Territory which is now central New York sat beneath shallow seas during the Devonian. Because of continental drift the land was actually south of the equator then. Land masses on the Devonian equator included Scandanavia, Greenland, Hudson Bay and Oregon, though the actual shapes of the continents were different.
Watkins Glen's history began on this Devonian sea floor, where the gorge's rock was first laid down as silt. Floods on land carried sediments out to sea, where they were deposited inlayer after layer on the bottom. Who knows what unusual fish might have swam over that sea floor, but their fossils are rarely preserved in rocks nearby. Instead, trilobites, crinoids, horn coral and clam like brachiopods dominate local fossils.
With time the Devonian sediments were gradually compressed into rock by subsequent strata deposited on top. At the time of the dinosaurs, the rocks were probably beneath dry land but covered by many layers of later deposits. The thundering feet of dinosaurs running above them would have been muffled to an imperceptible patter.
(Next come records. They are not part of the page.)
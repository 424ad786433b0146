//! Day-of-week lookups.

use chrono::{Datelike, NaiveDate, TimeDelta};
use tracing::trace;

use crate::{
    CalendarDate, ParseError,
    consts::{MIN_DAY, NEXT_FRIDAY_OFFSETS},
    parse_date,
    types::{DayName, Month},
};

/// Weekday name of the UTC instant described by `input`.
///
/// # Errors
/// Propagates any `ParseError` from [`parse_date`].
pub fn get_day_name(input: &str) -> Result<DayName, ParseError> {
    Ok(day_name_of(&parse_date(input)?))
}

/// Weekday name of `date` (UTC).
pub fn day_name_of(date: &CalendarDate) -> DayName {
    date.weekday().into()
}

/// The first Friday strictly after `date`, keeping its time of day.
///
/// A Friday input moves a full week ahead. The input is left untouched.
/// Returns `None` when that Friday is past the last representable instant.
pub fn get_next_friday(date: &CalendarDate) -> Option<CalendarDate> {
    let offset = NEXT_FRIDAY_OFFSETS[date.weekday().num_days_from_sunday() as usize];
    date.checked_add_signed(TimeDelta::days(offset))
}

/// Number of Saturdays and Sundays in `month` (1..=12) of `year`.
///
/// # Errors
/// Returns `ParseError::InvalidMonth` if `month` is outside 1..=12, or
/// `ParseError::InvalidDay` if `year` is outside chrono's calendar.
#[allow(clippy::cast_possible_truncation)]
pub fn get_count_weekends_in_month(month: u8, year: i32) -> Result<u32, ParseError> {
    let month = Month::new(month)?;
    let first = NaiveDate::from_ymd_opt(year, month.get().into(), MIN_DAY.into())
        .ok_or_else(|| {
            trace!(year, %month, "month start is not representable");
            ParseError::InvalidDay {
                day: MIN_DAY.into(),
                month: month.get().into(),
                year,
            }
        })?;

    let count = first
        .iter_days()
        .take(month.days_in(year).into())
        .filter(|date| DayName::from(date.weekday()).is_weekend())
        .count();
    // at most 31 days in a month
    Ok(count as u32)
}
Even the distant impact of an asteroid several miles around would have sent little more than a shudder through the Watkins Glen rocks, though it meant the end of the dinosaurs overhead. In the year or two of dusty darkness following the great impact, all but the smallest reptiles starves.
As modern mammals developed on the land, the Watkins Glen rocks were slowly working their way toward the surface. Mountain building forces from beneath had steadily pressed the land upward, leaving cracks and fault lines in the rock as monuments to the titanic upheaval. Strata up above had steadily been eroding away. For the past few hundred thousand years, essentially the same rocks have rested near the surface at Watkins Glen, though the gorge itself is probably little more than ten thousand years old. During this recent time, leading up to the gorge's formation, some of the most unusual events in the Glen's whole history have occurred.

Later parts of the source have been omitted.